Problem details: Nothing but the lines from the start of the records below through the line that has "clustering, anomaly detection" should appear, each exactly as given.
++++ Input records
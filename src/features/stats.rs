//! Small numeric helpers shared by feature derivation and the models.

pub fn mean(values: &[f64]) -> f64 {
    if values.is_empty() {
        return 0.0;
    }
    values.iter().sum::<f64>() / values.len() as f64
}

/// Population standard deviation.
pub fn std_dev(values: &[f64]) -> f64 {
    if values.is_empty() {
        return 0.0;
    }
    let m = mean(values);
    let var = values.iter().map(|v| (v - m).powi(2)).sum::<f64>() / values.len() as f64;
    var.sqrt()
}

/// Quantile with linear interpolation between closest ranks, `q` in [0, 1].
pub fn quantile(values: &[f64], q: f64) -> f64 {
    if values.is_empty() {
        return 0.0;
    }
    let mut sorted = values.to_vec();
    sorted.sort_by(|a, b| a.total_cmp(b));
    quantile_sorted(&sorted, q)
}

pub fn quantile_sorted(sorted: &[f64], q: f64) -> f64 {
    if sorted.is_empty() {
        return 0.0;
    }
    let pos = q.clamp(0.0, 1.0) * (sorted.len() - 1) as f64;
    let lo = pos.floor() as usize;
    let hi = pos.ceil() as usize;
    let frac = pos - lo as f64;
    sorted[lo] + (sorted[hi] - sorted[lo]) * frac
}

pub fn median(values: &[f64]) -> f64 {
    quantile(values, 0.5)
}

/// (Q1, Q3) of `values`.
pub fn quartiles(values: &[f64]) -> (f64, f64) {
    let mut sorted = values.to_vec();
    sorted.sort_by(|a, b| a.total_cmp(b));
    (quantile_sorted(&sorted, 0.25), quantile_sorted(&sorted, 0.75))
}
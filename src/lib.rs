//! Cohort Insight: adaptive learning analytics for small student cohorts.
//!
//! Modular structure:
//! - [`records`] — Student record aggregate and cohort file loading
//! - [`features`] — Derived indicators and per-model feature vectors
//! - [`model`] — Tier policy, scaler, regressors, k-means, isolation forest
//! - [`analysis`] — Grade prediction, behavioral clustering, anomaly detection
//! - [`risk`] — Severity and alert levels for anomaly scores
//! - [`recommend`] — Rule-table guidance, learning profile and path
//! - [`storage`] — Encrypted artifact store
//! - [`logging`] — Structured JSON logging

pub mod analysis;
pub mod config;
pub mod error;
pub mod features;
pub mod logging;
pub mod model;
pub mod recommend;
pub mod records;
pub mod risk;
pub mod storage;

pub use analysis::{AnomalyDetector, BehaviorClusterer, CohortAnalyzer, GradePredictor};
pub use config::AnalyticsConfig;
pub use error::{AnalyticsError, StoreError};
pub use features::{FeatureExtractor, FeatureSet, FeatureVector};
pub use logging::StructuredLogger;
pub use model::{ModelArtifact, ModelKind, TierPolicy};
pub use records::{Presence, StudentRecord};
pub use risk::RiskEngine;
pub use storage::ArtifactStore;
++++++++
Your response:
filename src/features/stats.rs
//! Small numeric helpers shared by feature derivation and the models.

pub fn mean(values: &[f64]) -> f64 {
    if values.is_empty() {
        return 0.0;
    }
    values.iter().sum::<f64>() / values.len() as f64
}

/// Population standard deviation.
pub fn std_dev(values: &[f64]) -> f64 {
    if values.is_empty() {
        return 0.0;
    }
    let m = mean(values);
    let var = values.iter().map(|v| (v - m).powi(2)).sum::<f64>() / values.len() as f64;
    var.sqrt()
}

/// Quantile with linear interpolation between closest ranks, `q` in [0, 1].
pub fn quantile(values: &[f64], q: f64) -> f64 {
    if values.is_empty() {
        return 0.0;
    }
    let mut sorted = values.to_vec();
    sorted.sort_by(|a, b| a.total_cmp(b));
    quantile_sorted(&sorted, q)
}

pub fn quantile_sorted(sorted: &[f64], q: f64) -> f64 {
    if sorted.is_empty() {
        return 0.0;
    }
    let pos = q.clamp(0.0, 1.0) * (sorted.len() - 1) as f64;
    let lo = pos.floor() as usize;
    let hi = pos.ceil() as usize;
    let frac = pos - lo as f64;
    sorted[lo] + (sorted[hi] - sorted[lo]) * frac
}

pub fn median(values: &[f64]) -> f64 {
    quantile(values, 0.5)
}

/// (Q1, Q3) of `values`.
pub fn quartiles(values: &[f64]) -> (f64, f64) {
    let mut sorted = values.to_vec();
    sorted.sort_by(|a, b| a.total_cmp(b));
    (quantile_sorted(&sorted, 0.25), quantile_sorted(&sorted, 0.75))
}
filename src/lib.rs
//! Cohort Insight: adaptive learning analytics for small student cohorts.
//!
//! Modular structure:
//! - [`records`] — Student record aggregate and cohort file loading
//! - [`features`] — Derived indicators and per-model feature vectors
//! - [`model`] — Tier policy, scaler, regressors, k-means, isolation forest
//! - [`analysis`] — Grade prediction, behavioral clustering, anomaly detection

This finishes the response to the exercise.